▶ _DIRECTIONS_:
Whatever appears in the records, write it out again exactly.

▶ _Stored entries_:
......

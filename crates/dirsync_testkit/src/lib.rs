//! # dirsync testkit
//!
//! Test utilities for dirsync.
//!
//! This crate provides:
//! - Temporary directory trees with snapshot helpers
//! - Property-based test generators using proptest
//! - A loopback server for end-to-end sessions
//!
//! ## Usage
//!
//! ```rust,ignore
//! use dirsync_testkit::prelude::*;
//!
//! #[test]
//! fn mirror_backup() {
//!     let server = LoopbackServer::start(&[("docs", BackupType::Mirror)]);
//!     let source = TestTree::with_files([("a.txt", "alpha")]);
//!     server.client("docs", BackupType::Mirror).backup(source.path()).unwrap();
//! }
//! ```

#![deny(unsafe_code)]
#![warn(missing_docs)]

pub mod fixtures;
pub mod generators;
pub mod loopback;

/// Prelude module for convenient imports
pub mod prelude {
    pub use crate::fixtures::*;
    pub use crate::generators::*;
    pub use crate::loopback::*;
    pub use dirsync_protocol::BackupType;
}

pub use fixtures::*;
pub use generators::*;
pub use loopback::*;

......

▶ _REPLY TO THE TASK_:
filename crates/dirsync_testkit/src/lib.rs
//! # dirsync testkit
//!
//! Test utilities for dirsync.
//!
//! This crate provides:
//! - Temporary directory trees with snapshot helpers
//! - Property-based test generators using proptest
//! - A loopback server for end-to-end sessions
//!
//! ## Usage
//!
//! ```rust,ignore
//! use dirsync_testkit::prelude::*;
//!
//! #[test]
//! fn mirror_backup() {
//!     let server = LoopbackServer::start(&[("docs", BackupType::Mirror)]);
//!     let source = TestTree::with_files([("a.txt", "alpha")]);
//!     server.client("docs", BackupType::Mirror).backup(source.path()).unwrap();
//! }
//! ```

#![deny(unsafe_code)]
#![warn(missing_docs)]

pub mod fixtures;
pub mod generators;
pub mod loopback;

/// Prelude module for convenient imports
pub mod prelude {
    pub use crate::fixtures::*;
    pub use crate::generators::*;
    pub use crate::loopback::*;
    pub use dirsync_protocol::BackupType;
}

pub use fixtures::*;
pub use generators::*;
pub use loopback::*;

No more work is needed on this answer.